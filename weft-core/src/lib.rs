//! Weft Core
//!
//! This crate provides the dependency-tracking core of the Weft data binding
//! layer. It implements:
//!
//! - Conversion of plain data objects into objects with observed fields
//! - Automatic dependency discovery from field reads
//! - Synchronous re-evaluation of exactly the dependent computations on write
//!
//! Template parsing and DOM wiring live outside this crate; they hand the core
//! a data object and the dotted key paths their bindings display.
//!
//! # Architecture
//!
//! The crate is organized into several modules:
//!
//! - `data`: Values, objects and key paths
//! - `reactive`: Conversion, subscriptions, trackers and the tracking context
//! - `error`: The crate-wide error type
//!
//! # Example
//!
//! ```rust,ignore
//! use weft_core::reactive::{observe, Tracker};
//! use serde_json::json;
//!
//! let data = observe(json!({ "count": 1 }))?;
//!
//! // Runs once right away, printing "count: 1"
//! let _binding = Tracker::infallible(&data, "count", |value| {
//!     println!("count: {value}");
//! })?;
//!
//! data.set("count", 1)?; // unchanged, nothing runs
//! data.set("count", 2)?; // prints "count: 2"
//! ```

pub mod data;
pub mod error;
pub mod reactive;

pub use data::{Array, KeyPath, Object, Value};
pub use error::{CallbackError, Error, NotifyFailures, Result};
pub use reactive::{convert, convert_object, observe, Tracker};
* * * * * * * * *
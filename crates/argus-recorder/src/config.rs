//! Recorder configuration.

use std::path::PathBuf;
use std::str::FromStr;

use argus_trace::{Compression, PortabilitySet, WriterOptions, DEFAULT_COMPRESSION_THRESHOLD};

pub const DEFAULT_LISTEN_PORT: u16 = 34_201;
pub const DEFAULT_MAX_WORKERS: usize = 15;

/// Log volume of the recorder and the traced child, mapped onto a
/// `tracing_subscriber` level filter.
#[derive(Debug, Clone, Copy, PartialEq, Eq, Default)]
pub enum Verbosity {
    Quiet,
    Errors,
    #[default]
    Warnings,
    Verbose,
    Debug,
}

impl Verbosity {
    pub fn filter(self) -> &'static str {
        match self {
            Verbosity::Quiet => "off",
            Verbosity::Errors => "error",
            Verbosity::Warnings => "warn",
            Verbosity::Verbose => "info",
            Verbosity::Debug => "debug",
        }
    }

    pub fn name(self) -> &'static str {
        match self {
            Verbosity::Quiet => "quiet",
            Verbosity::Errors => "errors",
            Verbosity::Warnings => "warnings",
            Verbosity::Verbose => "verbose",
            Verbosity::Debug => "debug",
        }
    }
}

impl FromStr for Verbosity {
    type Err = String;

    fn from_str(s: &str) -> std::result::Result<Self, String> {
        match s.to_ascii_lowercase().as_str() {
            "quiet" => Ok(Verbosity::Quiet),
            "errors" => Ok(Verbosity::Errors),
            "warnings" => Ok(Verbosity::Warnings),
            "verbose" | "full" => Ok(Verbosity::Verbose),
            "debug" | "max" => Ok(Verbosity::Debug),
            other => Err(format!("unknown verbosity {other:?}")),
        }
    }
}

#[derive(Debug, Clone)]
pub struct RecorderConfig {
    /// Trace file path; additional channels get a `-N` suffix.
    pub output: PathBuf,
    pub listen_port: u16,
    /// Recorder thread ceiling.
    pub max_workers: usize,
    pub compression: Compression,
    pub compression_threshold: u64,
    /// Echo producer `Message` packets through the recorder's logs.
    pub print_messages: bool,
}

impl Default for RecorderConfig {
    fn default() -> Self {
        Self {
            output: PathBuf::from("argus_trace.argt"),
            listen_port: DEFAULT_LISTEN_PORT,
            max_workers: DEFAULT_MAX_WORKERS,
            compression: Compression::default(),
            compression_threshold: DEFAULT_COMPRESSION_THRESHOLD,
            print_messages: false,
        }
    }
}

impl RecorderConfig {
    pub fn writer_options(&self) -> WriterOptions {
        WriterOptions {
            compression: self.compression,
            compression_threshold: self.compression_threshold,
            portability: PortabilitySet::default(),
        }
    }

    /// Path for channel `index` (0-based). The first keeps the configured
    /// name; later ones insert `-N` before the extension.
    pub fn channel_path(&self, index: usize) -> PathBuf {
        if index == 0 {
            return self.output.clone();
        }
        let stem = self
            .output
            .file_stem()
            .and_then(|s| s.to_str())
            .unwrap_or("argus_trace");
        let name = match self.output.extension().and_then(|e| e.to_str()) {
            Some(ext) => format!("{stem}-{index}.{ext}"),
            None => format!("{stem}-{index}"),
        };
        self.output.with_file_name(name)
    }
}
* * * * * * * * *
For each line in the data that holds the word "PathBuf", copy the line.

SOLUTION FOR THIS TASK:
use std::path::PathBuf;
    pub output: PathBuf,
            output: PathBuf::from("argus_trace.argt"),
    pub fn channel_path(&self, index: usize) -> PathBuf {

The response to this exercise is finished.